突然ぼくの目の前に現れた不思議な白銀の髪を持つ少女、シャル。
彼女が昔、とある少女を見殺しにした、とミレンは言うのだ。
「そうです。普通人間の魂、というのは未練が残ったまま死ぬと自縛霊、又は浮遊霊となってしまうんです」
しかし…と彼女は少し表情を強ばらせて、
「彼女は、シルヴィア・デ・ルートライズは、その少女をみすみす自縛霊にしたあげく、無理矢理彼女の魂を鎌で剥がしとったのですよ!」
「──は?」
なんだ?イメージができない。
「あぁ、そうか。あなたにこんな風に話てもご理解していただくのは難しいですよね」
というと彼女は自分が分かりやすく説明すると胸をポンと叩いた。
しかし、一瞬彼女に思考盗撮されたのかと思った。だが彼女はぼくがついている嘘──シャルがぼくの担当だということに気づいていないことから、それは無いだろう。

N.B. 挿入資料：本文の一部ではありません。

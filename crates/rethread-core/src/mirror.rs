//! Optional remote copy of the tracker's JSON documents.
//!
//! Local storage stays the record of truth; a mirror is written after local
//! saves and read only on an explicit pull. Every failure comes back as
//! `CycleError::RemoteSyncFailed`.

use crate::config::MirrorConfig;
use crate::error::{CycleError, Result};
use base64::{engine::general_purpose::STANDARD, Engine as _};
use reqwest::blocking::Client;
use reqwest::StatusCode;
use serde::Deserialize;
use serde_json::Value;
use std::time::Duration;

pub trait RemoteMirror {
    /// Fetch the mirrored document, `None` if it has never been written.
    fn read_remote(&self) -> Result<Option<Value>>;

    fn write_remote(&self, value: &Value, message: &str) -> Result<()>;
}

fn sync_failed(err: impl std::fmt::Display) -> CycleError {
    CycleError::RemoteSyncFailed(err.to_string())
}

// ---------------------------------------------------------------------------
// GithubMirror
// ---------------------------------------------------------------------------

/// Stores one JSON file in a GitHub repository through the contents API.
pub struct GithubMirror {
    client: Client,
    url: String,
    token: String,
}

#[derive(Debug, Deserialize)]
struct ContentsFile {
    content: String,
    sha: String,
}

#[derive(Debug, Deserialize)]
struct ApiError {
    message: Option<String>,
}

impl GithubMirror {
    pub fn new(config: &MirrorConfig, token: impl Into<String>) -> Result<Self> {
        let client = Client::builder()
            .user_agent(concat!("rethread/", env!("CARGO_PKG_VERSION")))
            .timeout(Duration::from_secs(15))
            .build()
            .map_err(sync_failed)?;
        let url = format!(
            "{}/repos/{}/{}/contents/{}",
            config.api_base.trim_end_matches('/'),
            config.owner,
            config.repo,
            config.path.trim_start_matches('/'),
        );
        Ok(Self {
            client,
            url,
            token: token.into(),
        })
    }

    /// Build from config, reading the token from `config.token_env`.
    pub fn from_config(config: &MirrorConfig) -> Result<Self> {
        let token = std::env::var(&config.token_env).map_err(|_| {
            CycleError::RemoteSyncFailed(format!(
                "GitHub token not configured: set {}",
                config.token_env
            ))
        })?;
        Self::new(config, token)
    }

    fn fetch(&self) -> Result<Option<ContentsFile>> {
        let resp = self
            .client
            .get(&self.url)
            .header("Authorization", format!("token {}", self.token))
            .header("Accept", "application/vnd.github.v3+json")
            .send()
            .map_err(sync_failed)?;
        match resp.status() {
            StatusCode::NOT_FOUND => Ok(None),
            s if s.is_success() => resp.json().map(Some).map_err(sync_failed),
            s => Err(CycleError::RemoteSyncFailed(format!("GitHub API error: {s}"))),
        }
    }
}

impl RemoteMirror for GithubMirror {
    fn read_remote(&self) -> Result<Option<Value>> {
        let Some(file) = self.fetch()? else {
            return Ok(None);
        };
        // GitHub wraps base64 content at 60 columns.
        let packed: String = file.content.split_whitespace().collect();
        let bytes = STANDARD.decode(packed).map_err(sync_failed)?;
        let value = serde_json::from_slice(&bytes).map_err(sync_failed)?;
        Ok(Some(value))
    }

    fn write_remote(&self, value: &Value, message: &str) -> Result<()> {
        // Updating needs the current blob sha; a failed lookup means create.
        let sha = match self.fetch() {
            Ok(file) => file.map(|f| f.sha),
            Err(e) => {
                tracing::debug!(error = %e, "no current sha, creating file");
                None
            }
        };
        let pretty = serde_json::to_string_pretty(value)?;
        let mut body = serde_json::json!({
            "message": message,
            "content": STANDARD.encode(pretty.as_bytes()),
        });
        if let Some(sha) = sha {
            body["sha"] = Value::String(sha);
        }

        let resp = self
            .client
            .put(&self.url)
            .header("Authorization", format!("token {}", self.token))
            .header("Accept", "application/vnd.github.v3+json")
            .json(&body)
            .send()
            .map_err(sync_failed)?;
        let status = resp.status();
        if status.is_success() {
            tracing::debug!(url = %self.url, "mirrored document");
            return Ok(());
        }
        let detail = resp
            .json::<ApiError>()
            .ok()
            .and_then(|e| e.message)
            .unwrap_or_else(|| status.to_string());
        Err(CycleError::RemoteSyncFailed(format!("GitHub API error: {detail}")))
    }
}

// ---------------------------------------------------------------------------
// Tests
// ---------------------------------------------------------------------------

#[cfg(test)]
mod tests {
    use super::*;
    use mockito::Matcher;
    use serde_json::json;

    const PATH: &str = "/repos/team/ops/contents/data/dashboard.json";

    fn mirror_for(server: &mockito::Server) -> GithubMirror {
        let config = MirrorConfig {
            owner: "team".into(),
            repo: "ops".into(),
            path: "data/dashboard.json".into(),
            token_env: "UNUSED_IN_TESTS".into(),
            api_base: server.url(),
        };
        GithubMirror::new(&config, "s3cret").unwrap()
    }

    fn contents_body(doc: &Value, sha: &str) -> String {
        let encoded = STANDARD.encode(doc.to_string());
        // Split like GitHub does to exercise whitespace stripping.
        let (head, tail) = encoded.split_at(encoded.len() / 2);
        json!({ "content": format!("{head}\n{tail}\n"), "sha": sha }).to_string()
    }

    #[test]
    fn read_decodes_content() {
        let mut server = mockito::Server::new();
        let doc = json!({ "checklist": { "p1": { "c1": true } } });
        let mock = server
            .mock("GET", PATH)
            .match_header("authorization", "token s3cret")
            .with_status(200)
            .with_header("content-type", "application/json")
            .with_body(contents_body(&doc, "abc123"))
            .create();

        let got = mirror_for(&server).read_remote().unwrap();
        assert_eq!(got, Some(doc));
        mock.assert();
    }

    #[test]
    fn read_missing_file_is_none() {
        let mut server = mockito::Server::new();
        let _get = server.mock("GET", PATH).with_status(404).create();
        assert_eq!(mirror_for(&server).read_remote().unwrap(), None);
    }

    #[test]
    fn read_server_error_is_sync_failure() {
        let mut server = mockito::Server::new();
        let _get = server.mock("GET", PATH).with_status(500).create();
        assert!(matches!(
            mirror_for(&server).read_remote(),
            Err(CycleError::RemoteSyncFailed(_))
        ));
    }

    #[test]
    fn write_updates_with_existing_sha() {
        let mut server = mockito::Server::new();
        let _get = server
            .mock("GET", PATH)
            .with_status(200)
            .with_header("content-type", "application/json")
            .with_body(contents_body(&json!({}), "oldsha"))
            .create();
        let put = server
            .mock("PUT", PATH)
            .match_body(Matcher::PartialJson(json!({
                "message": "Update tracker",
                "sha": "oldsha",
            })))
            .with_status(200)
            .with_body("{}")
            .create();

        mirror_for(&server)
            .write_remote(&json!({ "a": 1 }), "Update tracker")
            .unwrap();
        put.assert();
    }

    #[test]
    fn write_creates_without_sha() {
        let mut server = mockito::Server::new();
        let _get = server.mock("GET", PATH).with_status(404).create();
        let put = server
            .mock("PUT", PATH)
            .match_body(Matcher::PartialJson(json!({ "message": "first" })))
            .with_status(201)
            .with_body("{}")
            .create();

        mirror_for(&server).write_remote(&json!([]), "first").unwrap();
        put.assert();
    }

    #[test]
    fn write_failure_carries_api_message() {
        let mut server = mockito::Server::new();
        let _get = server.mock("GET", PATH).with_status(404).create();
        let _put = server
            .mock("PUT", PATH)
            .with_status(422)
            .with_header("content-type", "application/json")
            .with_body(r#"{"message":"Invalid request"}"#)
            .create();

        let err = mirror_for(&server)
            .write_remote(&json!({}), "bad")
            .unwrap_err();
        assert!(err.to_string().contains("Invalid request"), "{err}");
    }

    #[test]
    fn missing_token_env_fails() {
        let config = MirrorConfig {
            token_env: "RETHREAD_TEST_TOKEN_THAT_IS_NEVER_SET".into(),
            ..MirrorConfig::default()
        };
        assert!(matches!(
            GithubMirror::from_config(&config),
            Err(CycleError::RemoteSyncFailed(_))
        ));
    }
}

「人間の魂はですね、自縛霊になるとそうですね…鎖でつながれたような状態になるんです。それを成仏させるには話し合いで説得させる、というのが主流なのですが…」
と、少しの間を置き、
「どうしても説得できなかった場合は、煉獄に申請を出して鎌で剥ぎ取る許可を貰うんです。しかし彼女はその申請を取らないどころか、話し合いすらしないままに少女の魂を剥ぎ取ったんですよ」
「………」
「以上、です…」
彼女は少し悲しそうな顔をして空を見上げた。
「彼女、みんなの憧れの的だったのに…その事件のせいで鎌も取り上げられてしまうし……せっかく特務隊に入ったのに格下げされてしまうし…」
だからシャルは鎌を持っていなかったのか。
「シルヴィアさんが何故そんなことをしたのかは分かりませんが、とにかくそれは死神としてはやってはいけない、最低最悪の行為です!」
と、ミレンはぼくに主張するかのように大声で叫ぶ。
「まぁ私としては早く前のシルヴィアさんに戻ってほしいところですが、今の彼女が何をするかは正直分かりません。とにかく、彼女にあったら気をつけてくださいね」
そういうとミレンはふわりと宙に浮くと、そのまま下の階へと飛び去っていった。